One area that reflects the upsurge and epidemic nature of violence, and one that is increasingly recognized and publicized, is gender-based violence. In September 1992 the United Nations Commission on the Status of Women drafted a declaration on violence against women. This declaration was subsequently adopted by the General Assembly in the fall of 1993. According to Article 1 of the declaration, violence against women includes any act of gender-based violence that results in or is likely to result in, physical, sexual and/or psychological harm or suffering to women (Economic and Social Council, 1992). Sexual abuse is by far the most serious act of gender-based violence and it has been aptly documented in various TWCs (e.g., Bosnia, Cambodia, Liberia, Somalia and Uganda, Swiss and Giller, 1993).

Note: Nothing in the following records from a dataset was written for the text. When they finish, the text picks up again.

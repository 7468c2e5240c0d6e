//! # Pluto integrator
//!
//! Pluto has no series theory here: its barycentric state is read from a coarse table of
//! 51 samples (every 29 200 days, ±2000 years around J2000) and refined by numerical
//! integration under the attraction of the Sun and the four giant planets.
//!
//! ## Overview
//!
//! * The interval between two table entries is a **segment**. A segment is filled on first use
//!   with 201 samples (146-day step): integrated forward from the left entry, backward from the
//!   right entry, and faded linearly from the first to the second so both ends match the table.
//! * A query inside a segment integrates from the two surrounding samples to the requested
//!   time and fades the two results with the fractional position between them.
//! * Outside the table, the state is integrated step by step from the nearest entry.
//!
//! Segments live in a fixed arena of [`OnceCell`] slots owned by
//! [`Orrery`](crate::orrery::Orrery): each is built once, under its own initialization lock,
//! and never invalidated.
//!
//! ## Force model
//!
//! Giant planets come from the planetary series; the Sun is placed so that the barycentre of
//! the Sun and each planet pair is consistent (`sun -= planet · gm / (gm + gm_sun)`).
//! Positions are EQJ, AU, AU/day.
use log::debug;
use nalgebra::Vector3;
use once_cell::sync::OnceCell;

use crate::constants::{JUPITER_GM, NEPTUNE_GM, SATURN_GM, SUN_GM, URANUS_GM};
use crate::orrery_errors::OrreryError;
use crate::vsop::{vsop_pos_vel, VsopModel, JUPITER, NEPTUNE, SATURN, URANUS};

mod table;

use table::PLUTO_STATE_TABLE;

/// Days between two table entries.
pub const PLUTO_TABLE_SPACING: f64 = 29_200.0;
/// Samples per segment, both ends included.
pub const PLUTO_SEGMENT_SAMPLES: usize = 201;
/// Integration step inside a segment, in days.
pub const PLUTO_TIME_STEP: f64 = PLUTO_TABLE_SPACING / (PLUTO_SEGMENT_SAMPLES - 1) as f64;

/// Maximum number of integration steps from the table edge to a requested instant.
const MAX_OUTSIDE_STEPS: f64 = 100_000.0;

/// One sample of the Pluto state table: barycentric EQJ state at `tt`.
#[derive(Debug, Clone, Copy, PartialEq)]
pub struct TableEntry {
    pub tt: f64,
    pub r: [f64; 3],
    pub v: [f64; 3],
}

/// The Pluto state table, in increasing `tt`.
pub fn pluto_state_table() -> &'static [TableEntry] {
    &PLUTO_STATE_TABLE
}

/// Barycentric position and velocity of one attracting body.
#[derive(Debug, Clone, Copy, PartialEq)]
pub struct BodyState {
    pub tt: f64,
    pub r: Vector3<f64>,
    pub v: Vector3<f64>,
}

/// Barycentric states of the Sun and the giant planets at one instant.
#[derive(Debug, Clone, Copy)]
pub struct MajorBodies {
    pub sun: BodyState,
    pub jupiter: BodyState,
    pub saturn: BodyState,
    pub uranus: BodyState,
    pub neptune: BodyState,
}

/// The planets whose attraction perturbs Pluto, besides the Sun.
#[derive(Debug, Clone, Copy, PartialEq, Eq)]
enum Giant {
    Jupiter,
    Saturn,
    Uranus,
    Neptune,
}

impl Giant {
    const ALL: [Giant; 4] = [Giant::Jupiter, Giant::Saturn, Giant::Uranus, Giant::Neptune];

    fn model(self) -> &'static VsopModel {
        match self {
            Giant::Jupiter => &JUPITER,
            Giant::Saturn => &SATURN,
            Giant::Uranus => &URANUS,
            Giant::Neptune => &NEPTUNE,
        }
    }

    /// Gravitational parameter, AU³/day².
    fn gm(self) -> f64 {
        match self {
            Giant::Jupiter => JUPITER_GM,
            Giant::Saturn => SATURN_GM,
            Giant::Uranus => URANUS_GM,
            Giant::Neptune => NEPTUNE_GM,
        }
    }
}

impl MajorBodies {
    /// Compute the barycentric states at `tt`.
    pub fn at(tt: f64) -> Self {
        let mut sun_r = Vector3::zeros();
        let mut sun_v = Vector3::zeros();

        let mut helio = Giant::ALL.map(|giant| vsop_pos_vel(giant.model(), tt));
        for (giant, (r, v)) in Giant::ALL.iter().zip(helio.iter()) {
            let share = giant.gm() / (giant.gm() + SUN_GM);
            sun_r -= r * share;
            sun_v -= v * share;
        }
        for (r, v) in helio.iter_mut() {
            *r += sun_r;
            *v += sun_v;
        }

        let state = |(r, v): (Vector3<f64>, Vector3<f64>)| BodyState { tt, r, v };
        MajorBodies {
            sun: state((sun_r, sun_v)),
            jupiter: state(helio[0]),
            saturn: state(helio[1]),
            uranus: state(helio[2]),
            neptune: state(helio[3]),
        }
    }

    /// Gravitational acceleration (AU/day²) at barycentric position `r`.
    pub fn acceleration(&self, r: &Vector3<f64>) -> Vector3<f64> {
        [
            (SUN_GM, &self.sun),
            (Giant::Jupiter.gm(), &self.jupiter),
            (Giant::Saturn.gm(), &self.saturn),
            (Giant::Uranus.gm(), &self.uranus),
            (Giant::Neptune.gm(), &self.neptune),
        ]
        .iter()
        .fold(Vector3::zeros(), |acc, (gm, body)| {
            let d = body.r - r;
            let r2 = d.norm_squared();
            acc + d * (gm / (r2 * r2.sqrt()))
        })
    }
}

/// State of the integrated body together with the acceleration acting on it.
#[derive(Debug, Clone, Copy, PartialEq)]
pub struct GravSim {
    pub tt: f64,
    pub r: Vector3<f64>,
    pub v: Vector3<f64>,
    pub a: Vector3<f64>,
}

impl GravSim {
    /// Advance the state by `dt` days with one predictor-corrector step.
    ///
    /// ```text
    /// predictor: r* = r + v·dt + a·dt²/2
    /// corrector: ā  = (a + a(r*)) / 2
    ///            r' = r + v·dt + ā·dt²/2,  v' = v + ā·dt
    /// ```
    pub fn step(&self, dt: f64) -> GravSim {
        let tt = self.tt + dt;
        let bodies = MajorBodies::at(tt);

        let approx = self.r + self.v * dt + self.a * (dt * dt / 2.0);
        let mean = (self.a + bodies.acceleration(&approx)) / 2.0;

        let r = self.r + self.v * dt + mean * (dt * dt / 2.0);
        let v = self.v + mean * dt;
        GravSim {
            tt,
            r,
            v,
            a: bodies.acceleration(&r),
        }
    }

    fn fade(&self, other: &GravSim, ramp: f64) -> GravSim {
        GravSim {
            tt: self.tt,
            r: self.r * (1.0 - ramp) + other.r * ramp,
            v: self.v * (1.0 - ramp) + other.v * ramp,
            a: self.a * (1.0 - ramp) + other.a * ramp,
        }
    }
}

/// Acceleration and state at a table entry.
pub fn grav_from_state(entry: &TableEntry) -> GravSim {
    let r = Vector3::from(entry.r);
    GravSim {
        tt: entry.tt,
        r,
        v: Vector3::from(entry.v),
        a: MajorBodies::at(entry.tt).acceleration(&r),
    }
}

/// Lazily filled segments of the Pluto table.
#[derive(Debug)]
pub struct PlutoArena {
    segments: Vec<OnceCell<Vec<GravSim>>>,
}

impl Default for PlutoArena {
    fn default() -> Self {
        PlutoArena::new()
    }
}

impl PlutoArena {
    pub fn new() -> Self {
        PlutoArena {
            segments: (0..PLUTO_STATE_TABLE.len() - 1)
                .map(|_| OnceCell::new())
                .collect(),
        }
    }

    /// Number of segments already built.
    pub fn built_segments(&self) -> usize {
        self.segments.iter().filter(|s| s.get().is_some()).count()
    }

    fn segment(&self, index: usize) -> &[GravSim] {
        self.segments[index].get_or_init(|| build_segment(index))
    }

    /// Barycentric EQJ state of Pluto at `tt`.
    ///
    /// Return
    /// ------
    /// * `(position, velocity)` in AU and AU/day
    /// * [`OrreryError::NonFiniteValue`] for a NaN or infinite `tt`, or
    ///   [`OrreryError::InvalidParameter`] when `tt` is too far outside the table to integrate
    pub fn bary_state(&self, tt: f64) -> Result<(Vector3<f64>, Vector3<f64>), OrreryError> {
        if !tt.is_finite() {
            return Err(OrreryError::NonFiniteValue("Pluto terrestrial time"));
        }
        let first = &PLUTO_STATE_TABLE[0];
        let last = &PLUTO_STATE_TABLE[PLUTO_STATE_TABLE.len() - 1];

        if tt < first.tt || tt > last.tt {
            let sim = integrate_outside(if tt < first.tt { first } else { last }, tt)?;
            return Ok((sim.r, sim.v));
        }

        let index = (((tt - first.tt) / PLUTO_TABLE_SPACING).floor() as usize)
            .min(self.segments.len() - 1);
        let seg = self.segment(index);

        let i = (((tt - seg[0].tt) / PLUTO_TIME_STEP).floor() as usize)
            .min(PLUTO_SEGMENT_SAMPLES - 2);
        let s1 = &seg[i];
        let s2 = &seg[i + 1];

        let forward = s1.step(tt - s1.tt);
        let backward = s2.step(tt - s2.tt);
        let ramp = (tt - s1.tt) / PLUTO_TIME_STEP;
        let state = forward.fade(&backward, ramp);
        Ok((state.r, state.v))
    }
}

fn build_segment(index: usize) -> Vec<GravSim> {
    debug!(
        "building Pluto segment {index} (tt {} to {})",
        PLUTO_STATE_TABLE[index].tt,
        PLUTO_STATE_TABLE[index + 1].tt
    );

    let mut forward = Vec::with_capacity(PLUTO_SEGMENT_SAMPLES);
    forward.push(grav_from_state(&PLUTO_STATE_TABLE[index]));
    for i in 1..PLUTO_SEGMENT_SAMPLES {
        let next = forward[i - 1].step(PLUTO_TIME_STEP);
        forward.push(next);
    }

    let mut backward = vec![grav_from_state(&PLUTO_STATE_TABLE[index + 1]); PLUTO_SEGMENT_SAMPLES];
    for i in (0..PLUTO_SEGMENT_SAMPLES - 1).rev() {
        backward[i] = backward[i + 1].step(-PLUTO_TIME_STEP);
    }

    let last = (PLUTO_SEGMENT_SAMPLES - 1) as f64;
    forward
        .iter()
        .zip(backward.iter())
        .enumerate()
        .map(|(i, (f, b))| f.fade(b, i as f64 / last))
        .collect()
}

fn integrate_outside(start: &TableEntry, tt: f64) -> Result<GravSim, OrreryError> {
    if !tt.is_finite() {
        return Err(OrreryError::NonFiniteValue("Pluto terrestrial time"));
    }
    let steps = ((tt - start.tt).abs() / PLUTO_TIME_STEP).ceil();
    if steps > MAX_OUTSIDE_STEPS {
        return Err(OrreryError::InvalidParameter(format!(
            "Pluto requested at tt {tt}, more than {MAX_OUTSIDE_STEPS} steps outside the state table"
        )));
    }
    debug!(
        "Pluto requested at tt {tt}, outside the state table: integrating {steps} steps from tt {}",
        start.tt
    );
    let dt = (tt - start.tt) / steps.max(1.0);
    let mut sim = grav_from_state(start);
    for _ in 0..steps as usize {
        sim = sim.step(dt);
    }
    Ok(sim)
}

#[cfg(test)]
mod pluto_test {
    use approx::assert_abs_diff_eq;

    use super::*;
    use crate::body::Body;

    #[test]
    fn test_table_layout() {
        let table = pluto_state_table();
        assert_eq!(table.len(), 51);
        assert_eq!(table[0].tt, -730_000.0);
        assert_eq!(table[50].tt, 730_000.0);
        for pair in table.windows(2) {
            assert_eq!(pair[1].tt - pair[0].tt, PLUTO_TABLE_SPACING);
        }
        assert_eq!(PLUTO_TIME_STEP, 146.0);
    }

    #[test]
    fn test_state_at_table_entries() {
        let arena = PlutoArena::new();
        for k in [0, 1, 24, 25, 49, 50] {
            let entry = &pluto_state_table()[k];
            let expected = grav_from_state(entry);
            let (r, v) = arena.bary_state(entry.tt).unwrap();
            assert_abs_diff_eq!(r, expected.r, epsilon = 1e-6);
            assert_abs_diff_eq!(v, expected.v, epsilon = 1e-9);
        }
    }

    #[test]
    fn test_segments_built_lazily() {
        let arena = PlutoArena::new();
        assert_eq!(arena.built_segments(), 0);
        arena.bary_state(100.0).unwrap();
        arena.bary_state(2000.0).unwrap();
        assert_eq!(arena.built_segments(), 1);
    }

    #[test]
    fn test_continuity_across_samples() {
        let arena = PlutoArena::new();
        // one sample boundary and one segment boundary
        for tt in [146.0 * 7.0, 29_200.0] {
            let (r1, _) = arena.bary_state(tt - 1e-4).unwrap();
            let (r2, _) = arena.bary_state(tt + 1e-4).unwrap();
            assert!((r1 - r2).norm() < 1e-5, "jump at {tt}: {}", (r1 - r2).norm());
        }
    }

    #[test]
    fn test_velocity_matches_position() {
        let arena = PlutoArena::new();
        let tt = 5432.1;
        let h = 0.5;
        let (_, v) = arena.bary_state(tt).unwrap();
        let (rp, _) = arena.bary_state(tt + h).unwrap();
        let (rm, _) = arena.bary_state(tt - h).unwrap();
        assert_abs_diff_eq!(v, (rp - rm) / (2.0 * h), epsilon = 1e-7);
    }

    #[test]
    fn test_outside_table() {
        let arena = PlutoArena::new();
        let (r, _) = arena.bary_state(740_000.0).unwrap();
        assert!((25.0..55.0).contains(&r.norm()));
        assert_eq!(arena.built_segments(), 0);
    }

    #[test]
    fn test_non_finite_and_far_instants_rejected() {
        let arena = PlutoArena::new();
        for tt in [f64::NAN, f64::INFINITY, f64::NEG_INFINITY] {
            assert_eq!(
                arena.bary_state(tt),
                Err(OrreryError::NonFiniteValue("Pluto terrestrial time"))
            );
        }
        assert!(matches!(
            arena.bary_state(1e12),
            Err(OrreryError::InvalidParameter(_))
        ));
        assert_eq!(arena.built_segments(), 0);
    }

    #[test]
    fn test_giants_follow_planetary_series() {
        let tt = 4321.0;
        let bodies = MajorBodies::at(tt);
        for (giant, state, body) in [
            (Giant::Jupiter, bodies.jupiter, Body::Jupiter),
            (Giant::Saturn, bodies.saturn, Body::Saturn),
            (Giant::Uranus, bodies.uranus, Body::Uranus),
            (Giant::Neptune, bodies.neptune, Body::Neptune),
        ] {
            let helio = vsop_pos_vel(crate::vsop::vsop_model(body).unwrap(), tt).0;
            assert_abs_diff_eq!(state.r - bodies.sun.r, helio, epsilon = 1e-12);
            assert!(giant.gm() < SUN_GM / 1000.0);
        }
    }

    #[test]
    fn test_sun_barycentre_offset() {
        // the Sun wobbles by roughly one solar radius around the barycentre
        let sun = MajorBodies::at(0.0).sun;
        assert!((0.001..0.02).contains(&sun.r.norm()), "{}", sun.r.norm());
    }
}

When the term violence is used in this paper it is referring primarily to interpersonal violence (IPV), such as homicides, robberies, and rape. To a lesser degree when violence is used it will be referring to collective violence (CV), such as political violence involving mass (ethnic) killings and rape. IPV covers a wide range of subjects involving injury or threat to the physical and/or psychological well-being of the individual, family, or group (Pynoos, et al 1993). In selectively addressing the multidimensional nature of IPV, and elucidating the pervasiveness of violence in TWCs, the paper will discuss issues relating to the offender, the system, and the victim. Notwithstanding the complex issues surrounding the etiology of violence in the context of TWCs, the belief is that it can be prevented and/or controlled through the application of selected intervention (e.g., health education) strategies. This latter point is very much related to the view that "The prevention of violence is feasible inasmuch as it is an expression of human behavior, attitudes, and lifestyles, all of which can be modified through activities aimed at health promotion" (PAHO, 1993, p. 1).

The main purpose of the paper is to: 1) present a selected discussion of violence as a public health problem, especially in TWCs; (2) use a sociopsychophysiologic model of the stress process to discuss the reciprocal relationship between stress and violence, i.e., how stress contributes to violence via macro antecedent conditions (e.g poverty), and how violence, in turn, can exacerbate these antecedent conditions and stress; and (3) discuss ways of intervening, both on the macro and micro levels, to prevent and/or control the epidemic of violence in TWCs.